Based on the evidence from clinical trials as well as experimental and epidemiologic studies:

It is recommended that the differential diagnosis of TMDs or related orofacial pain conditions should be based primarily on information obtained from the patient's history, clinical examination, and when indicated TMJ radiology or other imaging procedures. The choice of adjunctive diagnostic procedures should be based upon published, peer-reviewed data showing diagnostic efficacy and safety. However, the consensus of recent scientific literature about currently available technological diagnostic devices for TMDs is that except for various imaging modalities, none of them shows the sensitivity and specificity required to separate normal subjects from TMD patients or to distinguish among TMD subgroups. Currently, standard medical diagnostic or laboratory tests that are used for evaluating similar orthopedic, rheumatological and neurological disorders may also be utilized when indicated with TMD patients. In addition, various standardized and validated psychometric tests may be used to assess the psychosocial dimensions of each patient’s TMD problem.

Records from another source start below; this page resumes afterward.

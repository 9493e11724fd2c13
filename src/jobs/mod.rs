// Copyright (c) 2025 tubequeue contributors
// Licensed under the MIT License. See LICENSE file for details.

//! Job lifecycle engine.
//!
//! Accepts download submissions, admits them under a bounded concurrency
//! ceiling, supervises one external worker process per admitted job, tracks
//! progress, and pushes live status to observers.
//!
//! # Architecture
//!
//! ```text
//! submit ──▶ JobRegistry.create + AdmissionQueue.enqueue
//!                     │
//!                     ▼
//!            Coordinator admission pass ──▶ spawn worker (ProcessHandle)
//!                     ▲                            │
//!                     │ release slot      progress / exit events
//!                     │                            ▼
//!            event loop (single serialization point)
//!                     │
//!                     ▼
//!            JobRegistry.update + StatusChannels.publish
//! ```
//!
//! Status state machine:
//! `queued → downloading → {paused ↔ downloading} → {completed | error}`;
//! cancellation removes the record from any non-terminal state. `completed`
//! and `error` are terminal.

pub mod coordinator;
pub mod process;
pub mod queue;
pub mod registry;
pub mod status;
pub mod types;

pub use coordinator::Coordinator;
pub use process::{ProcessHandle, WorkerEvent};
pub use queue::AdmissionQueue;
pub use registry::JobRegistry;
pub use status::StatusChannels;
pub use types::{new_job_id, Job, JobId, JobSnapshot, JobStatus, SubmitRequest};
// Copyright (c) 2025 tubequeue contributors
// Licensed under the MIT License. See LICENSE file for details.

//! Top-level job coordinator.
//!
//! Owns the registry, the admission queue, the live process table, and the
//! status channels behind a single mutex. Worker events (progress lines,
//! exits) arrive on an unbounded channel consumed by one event-loop task, so
//! every read-then-write of shared state happens under the same lock and
//! admission can never race past the ceiling. The lock is never held across
//! an await, and slow operations (fork/exec of the worker) run with the lock
//! released: admission takes the slot under the lock, spawns unlocked, then
//! re-locks to record the handle or roll the slot back.

use std::collections::{HashMap, HashSet};
use std::sync::{Arc, Mutex, MutexGuard, PoisonError};

use tokio::sync::{mpsc, watch};

use crate::config::Settings;
use crate::error::CoreError;
use crate::jobs::process::{self, ProcessHandle, WorkerEvent};
use crate::jobs::queue::AdmissionQueue;
use crate::jobs::registry::JobRegistry;
use crate::jobs::status::StatusChannels;
use crate::jobs::types::{new_job_id, Job, JobId, JobSnapshot, JobStatus, SubmitRequest};

/// Shared engine state. All cross-component access goes through the
/// coordinator; nothing else holds a reference.
struct Inner {
    registry: JobRegistry,
    queue: AdmissionQueue,
    processes: HashMap<JobId, ProcessHandle>,
    channels: StatusChannels,
    /// Jobs that hold a slot but whose worker is still being spawned (the
    /// lock is released around the fork/exec). Cancellation marks these by
    /// removing the record; admission rolls the slot back when it re-locks.
    admitting: HashSet<JobId>,
}

fn lock_inner(inner: &Mutex<Inner>) -> MutexGuard<'_, Inner> {
    inner.lock().unwrap_or_else(PoisonError::into_inner)
}

/// Accepts submissions, drives admission, supervises workers, and relays
/// their events into the registry and status channels.
pub struct Coordinator {
    inner: Arc<Mutex<Inner>>,
    events_tx: mpsc::UnboundedSender<WorkerEvent>,
    settings: Settings,
}

impl Coordinator {
    /// Create the coordinator and start its event-loop task.
    pub fn new(settings: Settings) -> Self {
        let inner = Arc::new(Mutex::new(Inner {
            registry: JobRegistry::new(),
            queue: AdmissionQueue::new(settings.concurrency_limit),
            processes: HashMap::new(),
            channels: StatusChannels::new(),
            admitting: HashSet::new(),
        }));

        let (events_tx, events_rx) = mpsc::unbounded_channel();

        tokio::spawn(run_event_loop(
            Arc::clone(&inner),
            events_rx,
            events_tx.clone(),
            settings.clone(),
        ));

        Self {
            inner,
            events_tx,
            settings,
        }
    }

    fn lock(&self) -> MutexGuard<'_, Inner> {
        lock_inner(&self.inner)
    }

    /// Accept a new download job: create the record, queue it, announce
    /// `queued`, and attempt admission. Returns the new job id.
    pub fn submit(&self, req: SubmitRequest) -> Result<JobId, CoreError> {
        if req.url.trim().is_empty() {
            return Err(CoreError::Validation("missing source url".into()));
        }
        if req.format_id.trim().is_empty() {
            return Err(CoreError::Validation("missing format selector".into()));
        }

        let id = new_job_id();
        let job = Job::new(id.clone(), req);
        tracing::info!(job_id = %id, title = %job.title, "job submitted");

        {
            let mut inner = self.lock();
            let snapshot = job.snapshot();
            inner.registry.create(job);
            inner.channels.create(snapshot);
            inner.queue.enqueue(id.clone());
            push_status(&mut inner, &id, JobStatus::Queued, 0.0);
        }
        admit_pending(&self.inner, &self.settings, &self.events_tx);
        Ok(id)
    }

    /// Update the concurrency ceiling and admit as many pending jobs as the
    /// new ceiling allows. Lowering never preempts active jobs.
    pub fn set_limit(&self, limit: usize) -> Result<(), CoreError> {
        if limit == 0 {
            return Err(CoreError::Validation(
                "limit must be a positive integer".into(),
            ));
        }
        {
            let mut inner = self.lock();
            inner.queue.set_ceiling(limit);
            tracing::info!(limit, "concurrency limit changed");
        }
        admit_pending(&self.inner, &self.settings, &self.events_tx);
        Ok(())
    }

    /// Suspend an active worker. The job stays admitted (it keeps its slot)
    /// and reports `paused` at its last known progress.
    pub fn pause(&self, id: &str) -> Result<(), CoreError> {
        let mut inner = self.lock();
        let handle = inner
            .processes
            .get(id)
            .ok_or_else(|| CoreError::NotActive(id.to_string()))?;
        handle.pause().map_err(CoreError::Signal)?;
        tracing::info!(job_id = %id, "job paused");
        let progress = inner.registry.get(id).map(|j| j.progress).unwrap_or(0.0);
        push_status(&mut inner, id, JobStatus::Paused, progress);
        Ok(())
    }

    /// Continue a suspended worker; reports `downloading` at the last known
    /// progress.
    pub fn resume(&self, id: &str) -> Result<(), CoreError> {
        let mut inner = self.lock();
        let handle = inner
            .processes
            .get(id)
            .ok_or_else(|| CoreError::NotActive(id.to_string()))?;
        handle.resume().map_err(CoreError::Signal)?;
        tracing::info!(job_id = %id, "job resumed");
        let progress = inner.registry.get(id).map(|j| j.progress).unwrap_or(0.0);
        push_status(&mut inner, id, JobStatus::Downloading, progress);
        Ok(())
    }

    /// Cancel a job. Pending: dropped from the queue and the registry.
    /// Active (or paused): the worker is killed, the slot released, the
    /// record removed; the worker's exit event finds no record and is
    /// ignored. Idempotent — unknown or already-terminal ids are a no-op.
    pub fn cancel(&self, id: &str) -> Result<(), CoreError> {
        let slot_freed = {
            let mut inner = self.lock();
            if !inner.registry.contains(id) {
                return Ok(());
            }

            if inner.queue.remove(id) {
                inner.registry.remove(id);
                inner.channels.remove(id);
                tracing::info!(job_id = %id, "pending job cancelled");
                return Ok(());
            }

            if inner.admitting.contains(id) {
                // Worker spawn in flight; removing the record tells the
                // admission pass to kill it and give the slot back.
                inner.registry.remove(id);
                inner.channels.remove(id);
                tracing::info!(job_id = %id, "job cancelled during admission");
                return Ok(());
            }

            if let Some(handle) = inner.processes.remove(id) {
                if let Err(e) = handle.terminate() {
                    // Worker likely exited in the same instant; teardown
                    // proceeds.
                    tracing::warn!(job_id = %id, "terminate failed: {}", e);
                }
                inner.queue.release();
                inner.registry.remove(id);
                inner.channels.remove(id);
                tracing::info!(job_id = %id, "active job cancelled");
                true
            } else {
                // Terminal job: record kept, nothing to do.
                false
            }
        };

        if slot_freed {
            admit_pending(&self.inner, &self.settings, &self.events_tx);
        }
        Ok(())
    }

    /// Subscribe to a job's status stream. The receiver's first borrow is
    /// the current snapshot. None for unknown ids.
    pub fn subscribe(&self, id: &str) -> Option<watch::Receiver<JobSnapshot>> {
        self.lock().channels.subscribe(id)
    }

    /// Current snapshot of one job.
    pub fn snapshot(&self, id: &str) -> Option<JobSnapshot> {
        self.lock().registry.snapshot(id)
    }

    /// Snapshots of every tracked job, oldest first.
    pub fn list(&self) -> Vec<JobSnapshot> {
        self.lock().registry.snapshots()
    }

    /// (active, pending) counts for health reporting.
    pub fn counts(&self) -> (usize, usize) {
        let inner = self.lock();
        (inner.queue.active(), inner.queue.pending())
    }
}

/// Registry write + status publish, in that order — the registry stays the
/// durable record even with no live observers.
fn push_status(inner: &mut Inner, id: &str, status: JobStatus, progress: f64) {
    if let Some(snapshot) = inner.registry.update(id, status, progress) {
        inner.channels.publish(snapshot);
    }
}

/// Admit as many pending jobs as the ceiling allows in one pass. Each
/// admission resets progress for the fresh run, spawns the worker, and
/// announces `downloading` at 0. A failed spawn resolves to `error` and
/// frees the slot so the pass continues.
///
/// The fork/exec never runs under the lock: phase 1 takes a slot and
/// snapshots the job, phase 2 spawns unlocked, phase 3 re-locks to record
/// the handle — or rolls the slot back if the job was cancelled meanwhile.
/// `try_admit_one` keeps the check-and-increment atomic, so concurrent
/// passes still never exceed the ceiling.
fn admit_pending(
    inner: &Arc<Mutex<Inner>>,
    settings: &Settings,
    events: &mpsc::UnboundedSender<WorkerEvent>,
) {
    loop {
        let job = {
            let mut guard = lock_inner(inner);
            let Some(id) = guard.queue.try_admit_one() else {
                break;
            };
            let Some(job) = guard.registry.get(&id).cloned() else {
                // A cancelled pending job leaves the queue with its record;
                // a dangling id here is a bookkeeping bug.
                tracing::error!(job_id = %id, "admitted job has no registry record");
                guard.queue.release();
                continue;
            };
            guard.registry.reset_progress(&id);
            guard.admitting.insert(id);
            job
        };

        let spawned = process::spawn_worker(
            &job,
            &settings.worker_program,
            &settings.storage_dir,
            events.clone(),
        );

        let mut guard = lock_inner(inner);
        let id = &job.id;
        guard.admitting.remove(id);
        match spawned {
            Ok(handle) => {
                if guard.registry.contains(id) {
                    guard
                        .registry
                        .set_output_path(id, process::public_path(&job.title, &job.format_id));
                    guard.processes.insert(id.clone(), handle);
                    push_status(&mut guard, id, JobStatus::Downloading, 0.0);
                } else {
                    // Cancelled while the worker was being spawned: the
                    // record is gone, so kill the fresh process and give
                    // the slot back. Its exit event finds no record.
                    if let Err(e) = handle.terminate() {
                        tracing::warn!(job_id = %id, "terminate failed: {}", e);
                    }
                    guard.queue.release();
                    tracing::info!(job_id = %id, "worker discarded after cancellation");
                }
            }
            Err(e) => {
                tracing::error!(job_id = %id, "worker spawn failed: {}", e);
                guard.queue.release();
                let progress = guard.registry.get(id).map(|j| j.progress).unwrap_or(0.0);
                push_status(&mut guard, id, JobStatus::Error, progress);
            }
        }
    }
}

/// The serialization point for worker events: processed in arrival order,
/// one at a time, under the shared lock.
async fn run_event_loop(
    inner: Arc<Mutex<Inner>>,
    mut events_rx: mpsc::UnboundedReceiver<WorkerEvent>,
    events_tx: mpsc::UnboundedSender<WorkerEvent>,
    settings: Settings,
) {
    while let Some(event) = events_rx.recv().await {
        let slot_freed = {
            let mut guard = lock_inner(&inner);
            match event {
                WorkerEvent::Progress { id, percent } => {
                    let Some(job) = guard.registry.get(&id) else {
                        continue; // cancelled; stale progress
                    };
                    let status = job.status;
                    if status.is_terminal() {
                        continue;
                    }
                    // Progress never changes the state machine: a paused job
                    // stays paused even if a buffered line arrives late.
                    push_status(&mut guard, &id, status, percent);
                    false
                }
                WorkerEvent::Exited { id, code } => {
                    let Some(job) = guard.registry.get(&id) else {
                        tracing::debug!(job_id = %id, "exit for cancelled job ignored");
                        continue;
                    };
                    if job.status == JobStatus::Paused {
                        // The worker was expected to be suspended, not gone.
                        // Guard against racing exit delivery; see DESIGN notes.
                        tracing::debug!(job_id = %id, "exit while paused ignored");
                        continue;
                    }
                    if guard.processes.remove(&id).is_none() {
                        tracing::debug!(job_id = %id, "exit with no live handle ignored");
                        continue;
                    }

                    if code == Some(0) {
                        push_status(&mut guard, &id, JobStatus::Completed, 100.0);
                    } else {
                        guard.registry.clear_output_path(&id);
                        let progress =
                            guard.registry.get(&id).map(|j| j.progress).unwrap_or(0.0);
                        push_status(&mut guard, &id, JobStatus::Error, progress);
                        tracing::warn!(job_id = %id, ?code, "worker failed");
                    }

                    guard.queue.release();
                    true
                }
            }
        };

        if slot_freed {
            admit_pending(&inner, &settings, &events_tx);
        }
    }
}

It is strongly recommended that, unless there are specific and justifiable indications to the contrary, treatment of TMD patients initially should be based on the use of conservative, reversible and evidence-based therapeutic modalities. Studies of the natural history of many TMDs suggest that they tend to improve or resolve over time. While no specific therapies have been proven to be uniformly effective, many of the conservative modalities have proven to be at least as effective in providing symptomatic relief as most forms of invasive treatment. Because those modalities do not produce irreversible changes, they present much less risk of producing harm. Professional treatment should be augmented with a home care program, in which patients are taught about their disorder and how to manage their symptoms.